Merging framework in STATA for international time series datasets
Stata R
Clone or download
Fetching latest commit…
Cannot retrieve the latest commit at this time.

README.md

DOI

UCIMerge - a framework for harmonizing cross national time series data

Read Me

UCIMerge is a framework in STATA to standardize the merging of international comparative datasets. This project creates conventions and a library of functions so that it becomes easier and faster to merge time series datasets, incorporate updates, make sure observations are consistent across years, conserve N and encourage reproducible research.

This framework came about from conversations at the UC Irvine International Comparative Workshop.

Download the latest release. Join the announcement list to receive notifications of updates.

How to use UCIMerge

The first time you run the scripts, it will take an extremely long time to update the datasets from the web. If you would like to jumpstart this, you can use this starter pack by drop these files into the /source directory. If you want to force the system to refresh a dataset, just delete that dataset file from /source.

  1. Set the UCIMerge folder as the working directory for STATA ('cd ~/UCIMerge')

  2. Edit the Master.do file with the configuration that you would like.

  3. Run 'do master' -> your new dataset will be opened and saved within the UCIMerge folder.

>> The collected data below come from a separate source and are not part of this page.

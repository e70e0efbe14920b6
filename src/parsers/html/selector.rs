//! CSS 选择器解析与匹配
//!
//! 选择器由 `scraper`（基于 `selectors`）编译，支持完整的 CSS 选择器语法，
//! 包括兄弟组合符与 `:not()`、`:first-of-type` 等结构性伪类。
//!
//! 节点的改写在 rcdom 上进行。`scraper` 使用同一个 html5ever 解析同一份源文本，
//! 因此两棵树中元素的文档顺序一致，匹配结果按文档顺序映射回 rcdom 节点。
//! `<template>` 的内容不属于文档树，两边都不参与匹配。
//! 单纯的类型选择器（例如默认的 `img`）直接在 rcdom 上匹配，不需要第二次解析。

use std::collections::HashMap;
use std::fmt;

use markup5ever_rcdom::{Handle, RcDom};
use scraper::{Html, Selector};
use thiserror::Error;

use super::dom::{find_elements, get_node_name};

/// 选择器解析错误
#[derive(Debug, Clone, PartialEq, Eq, Error)]
pub enum SelectorError {
    #[error("selector is empty")]
    Empty,
    #[error("{0}")]
    Invalid(String),
}

#[derive(Clone, Debug)]
enum Matcher {
    Tag(String),
    Css(Selector),
}

/// 编译后的选择器列表
#[derive(Clone, Debug)]
pub struct SelectorList {
    source: String,
    matcher: Matcher,
}

impl SelectorList {
    /// 解析逗号分隔的选择器列表
    pub fn parse(source: &str) -> Result<SelectorList, SelectorError> {
        let source = source.trim();
        if source.is_empty() {
            return Err(SelectorError::Empty);
        }

        let selector =
            Selector::parse(source).map_err(|e| SelectorError::Invalid(e.to_string()))?;

        Ok(SelectorList {
            source: source.to_string(),
            matcher: Matcher::Css(selector),
        })
    }

    /// 匹配单个元素名的选择器
    pub fn tag(name: &str) -> SelectorList {
        SelectorList {
            source: name.to_string(),
            matcher: Matcher::Tag(name.to_ascii_lowercase()),
        }
    }

    /// 按文档顺序返回 `dom` 中匹配的元素，`raw` 为解析出 `dom` 的源文本
    pub fn select(&self, raw: &str, dom: &RcDom) -> Vec<Handle> {
        match &self.matcher {
            Matcher::Tag(name) => find_elements(&dom.document, &|node| {
                get_node_name(node).is_some_and(|node_name| node_name.eq_ignore_ascii_case(name))
            }),
            Matcher::Css(selector) => {
                let positions = matched_positions(selector, raw);
                if positions.matched.is_empty() {
                    return Vec::new();
                }

                let elements = find_elements(&dom.document, &|_| true);
                if elements.len() != positions.element_count {
                    tracing::warn!(
                        "Document trees disagree ({} vs {} elements), skipping selector '{}'",
                        elements.len(),
                        positions.element_count,
                        self.source
                    );
                    return Vec::new();
                }

                positions
                    .matched
                    .into_iter()
                    .filter_map(|position| elements.get(position).cloned())
                    .collect()
            }
        }
    }
}

impl PartialEq for SelectorList {
    fn eq(&self, other: &Self) -> bool {
        self.source == other.source
    }
}

impl fmt::Display for SelectorList {
    fn fmt(&self, f: &mut fmt::Formatter<'_>) -> fmt::Result {
        f.write_str(&self.source)
    }
}

struct MatchedPositions {
    /// 文档树中的元素总数
    element_count: usize,
    /// 匹配元素的文档顺序下标，升序
    matched: Vec<usize>,
}

fn matched_positions(selector: &Selector, raw: &str) -> MatchedPositions {
    let document = Html::parse_document(raw);

    let mut positions = HashMap::new();
    for node in document.tree.root().descendants() {
        if !node.value().is_element() {
            continue;
        }

        let in_template = node.ancestors().any(|ancestor| {
            ancestor
                .value()
                .as_element()
                .is_some_and(|element| element.name() == "template")
        });
        if !in_template {
            positions.insert(node.id(), positions.len());
        }
    }

    // select() 按节点创建顺序遍历，需要重新排序
    let mut matched: Vec<usize> = document
        .select(selector)
        .filter_map(|element| positions.get(&element.id()).copied())
        .collect();
    matched.sort_unstable();
    matched.dedup();

    MatchedPositions {
        element_count: positions.len(),
        matched,
    }
}
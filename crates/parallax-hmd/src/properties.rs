use std::collections::HashMap;

use parallax_vr::property::{PropertyKey, PropertyStatus, PropertyType, PropertyValue};
use parallax_vr::types::{DeviceClass, Matrix34};

/// A value kind that can be read out of a [`PropertyStore`].
pub trait PropertyTypedValue: Default + Sized {
    /// Tag this type corresponds to in the key table.
    const KIND: PropertyType;

    /// Checked extraction; `None` when the stored tag does not match.
    fn from_value(value: &PropertyValue) -> Option<Self>;
}

impl PropertyTypedValue for bool {
    const KIND: PropertyType = PropertyType::Bool;
    fn from_value(value: &PropertyValue) -> Option<Self> {
        match value {
            PropertyValue::Bool(v) => Some(*v),
            _ => None,
        }
    }
}

impl PropertyTypedValue for f32 {
    const KIND: PropertyType = PropertyType::Float;
    fn from_value(value: &PropertyValue) -> Option<Self> {
        match value {
            PropertyValue::Float(v) => Some(*v),
            _ => None,
        }
    }
}

impl PropertyTypedValue for i32 {
    const KIND: PropertyType = PropertyType::Int32;
    fn from_value(value: &PropertyValue) -> Option<Self> {
        match value {
            PropertyValue::Int32(v) => Some(*v),
            _ => None,
        }
    }
}

impl PropertyTypedValue for u64 {
    const KIND: PropertyType = PropertyType::Uint64;
    fn from_value(value: &PropertyValue) -> Option<Self> {
        match value {
            PropertyValue::Uint64(v) => Some(*v),
            _ => None,
        }
    }
}

impl PropertyTypedValue for Matrix34 {
    const KIND: PropertyType = PropertyType::Matrix34;
    fn from_value(value: &PropertyValue) -> Option<Self> {
        match value {
            PropertyValue::Matrix34(v) => Some(*v),
            _ => None,
        }
    }
}

impl PropertyTypedValue for String {
    const KIND: PropertyType = PropertyType::String;
    fn from_value(value: &PropertyValue) -> Option<Self> {
        match value {
            PropertyValue::String(v) => Some(v.clone()),
            _ => None,
        }
    }
}

/// Per-device table of property values, validated on every read.
///
/// Created empty, populated once while the device is configured, then read
/// for the rest of the device's lifetime. Invariant: a key is only present
/// with a value whose tag matches the key's expected type.
///
/// Reads are pure lookups; every failure is a [`PropertyStatus`], never a
/// panic. Repeated reads against unchanged state return identical results.
#[derive(Debug, Default)]
pub struct PropertyStore {
    values: HashMap<PropertyKey, PropertyValue>,
}

impl PropertyStore {
    pub fn new() -> Self {
        Self::default()
    }

    /// Insert or overwrite the value for `key`.
    ///
    /// The caller guarantees the tag matches the key's expected type; the
    /// store asserts the invariant in debug builds and never coerces.
    pub fn set(&mut self, key: PropertyKey, value: PropertyValue) {
        debug_assert_eq!(
            value.kind(),
            key.expected_type(),
            "property {key:?} stored with mismatched tag"
        );
        self.values.insert(key, value);
    }

    pub fn len(&self) -> usize {
        self.values.len()
    }

    pub fn is_empty(&self) -> bool {
        self.values.is_empty()
    }

    /// Validated read of `key` as `T`, on behalf of a device of class
    /// `class`. Failures return `T::default()` alongside the status.
    ///
    /// Validation precedence is part of the host contract and is checked
    /// in this exact order: wrong data type, wrong device class, invalid
    /// device, value not provided.
    pub fn get<T: PropertyTypedValue>(
        &self,
        key: PropertyKey,
        class: DeviceClass,
    ) -> (T, PropertyStatus) {
        let status = Self::check::<T>(key, class);
        if status != PropertyStatus::Success {
            return (T::default(), status);
        }

        match self.values.get(&key).and_then(T::from_value) {
            Some(value) => (value, PropertyStatus::Success),
            None => (T::default(), PropertyStatus::ValueNotProvidedByDevice),
        }
    }

    /// Bounded-buffer read of a string property.
    ///
    /// On success the stored string plus a trailing NUL is copied into
    /// `buf` and the encoded length (NUL included) is returned. If `buf`
    /// is too small, the status is [`PropertyStatus::BufferTooSmall`], the
    /// required length is returned and `buf` is not written at all; its
    /// contents are unmodified by the call (no zero-fill is promised).
    pub fn string_into(
        &self,
        key: PropertyKey,
        class: DeviceClass,
        buf: &mut [u8],
    ) -> (u32, PropertyStatus) {
        let (value, status) = self.get::<String>(key, class);
        if status != PropertyStatus::Success {
            return (0, status);
        }

        let needed = value.len() + 1; // trailing NUL
        let needed_u32 = u32::try_from(needed).unwrap_or(u32::MAX);
        if needed > buf.len() {
            return (needed_u32, PropertyStatus::BufferTooSmall);
        }

        buf[..value.len()].copy_from_slice(value.as_bytes());
        buf[value.len()] = 0;
        (needed_u32, PropertyStatus::Success)
    }

    fn check<T: PropertyTypedValue>(key: PropertyKey, class: DeviceClass) -> PropertyStatus {
        if T::KIND != key.expected_type() {
            return PropertyStatus::WrongDataType;
        }

        if !key.applies_to(class) {
            return PropertyStatus::WrongDeviceClass;
        }

        if class == DeviceClass::Invalid {
            return PropertyStatus::InvalidDevice;
        }

        PropertyStatus::Success
    }
}
use parallax_vr::types::{DistortionCoordinates, Eye};

#[derive(Debug, Clone, Copy, PartialEq, Eq)]
pub enum ColorChannel {
    Red,
    Green,
    Blue,
}

/// Seam for the external distortion math.
///
/// Coordinates use the model's convention: (0, 0) is the lower-left
/// corner of the eye's viewport, (1, 1) the upper-right.
pub trait DistortionModel: Send + Sync {
    fn correct(&self, eye: Eye, channel: ColorChannel, uv: [f32; 2]) -> [f32; 2];
}

/// Identity model for displays without lens correction.
#[derive(Debug, Clone, Copy, Default)]
pub struct NullDistortion;

impl DistortionModel for NullDistortion {
    fn correct(&self, _eye: Eye, _channel: ColorChannel, uv: [f32; 2]) -> [f32; 2] {
        uv
    }
}

/// Translate a host distortion query through the model.
///
/// The host puts (0, 0) in the upper-left of the eye's viewport while the
/// model expects (0, 0) in the lower-left, so the v coordinate is flipped
/// on the way in and flipped back on the way out.
pub fn compute_distortion(
    model: &dyn DistortionModel,
    eye: Eye,
    u: f32,
    v: f32,
) -> DistortionCoordinates {
    let input = [u, 1.0 - v];

    let red = model.correct(eye, ColorChannel::Red, input);
    let green = model.correct(eye, ColorChannel::Green, input);
    let blue = model.correct(eye, ColorChannel::Blue, input);

    DistortionCoordinates {
        red: [red[0], 1.0 - red[1]],
        green: [green[0], 1.0 - green[1]],
        blue: [blue[0], 1.0 - blue[1]],
    }
}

UCIMerge requires STATA 13. The .csv files which link countries across datasets can be used independently.

Currently Supported Datasets

You can add your own datasets by using one of these examples as a template.

Structure and Philosophy

Intuitive directory structures and naming conventions means writing less code!

Files

  • Master.do - Configure your merge by commenting/uncommenting the datasets that you want included.
  • UCIMergeList.csv - An index of dataset country codes and their corresponding standardized UCIMerge code.
  • UCICountries.csv - An index of UCIMerge codes for countries.
  • /private/MyMergeList.csv - if the file is present, it is automatically included into the UCIMergeList. Use this to add your own country codes.

Directories

  • /lib - Location for the project .do files. One .do file for each dataset.
  • /source - Location for cached version of the original dataset. UCIMerge will look here for a .dta file with the same prefix as the merge. If if doesn't find a copy, and the dataset merge file specifies a location on the internet, then UCIMerge will try to download a copy.
  • /private - Location for your customized functions, datasets and MergeLists for datasets that are not part of the core UCIMerge project.

About Contributions

Please contribute! If you discover an error, please submit an issue on github or send a fix.

To contribute a new dataset:

  • create a new merge .do file in the /lib directory. The polity.do is a well documented template.
  • include the file in Master.do file
  • update the UCIMergeList.csv with the new country code entries. Sort the merge list by the Source and UCINumeric fields.

Submit a pull request through github, or email your changes to pearcem@uci.edu. We'd love to have your contributions!

If you use this framework, consider citing so that others can find it and contribute.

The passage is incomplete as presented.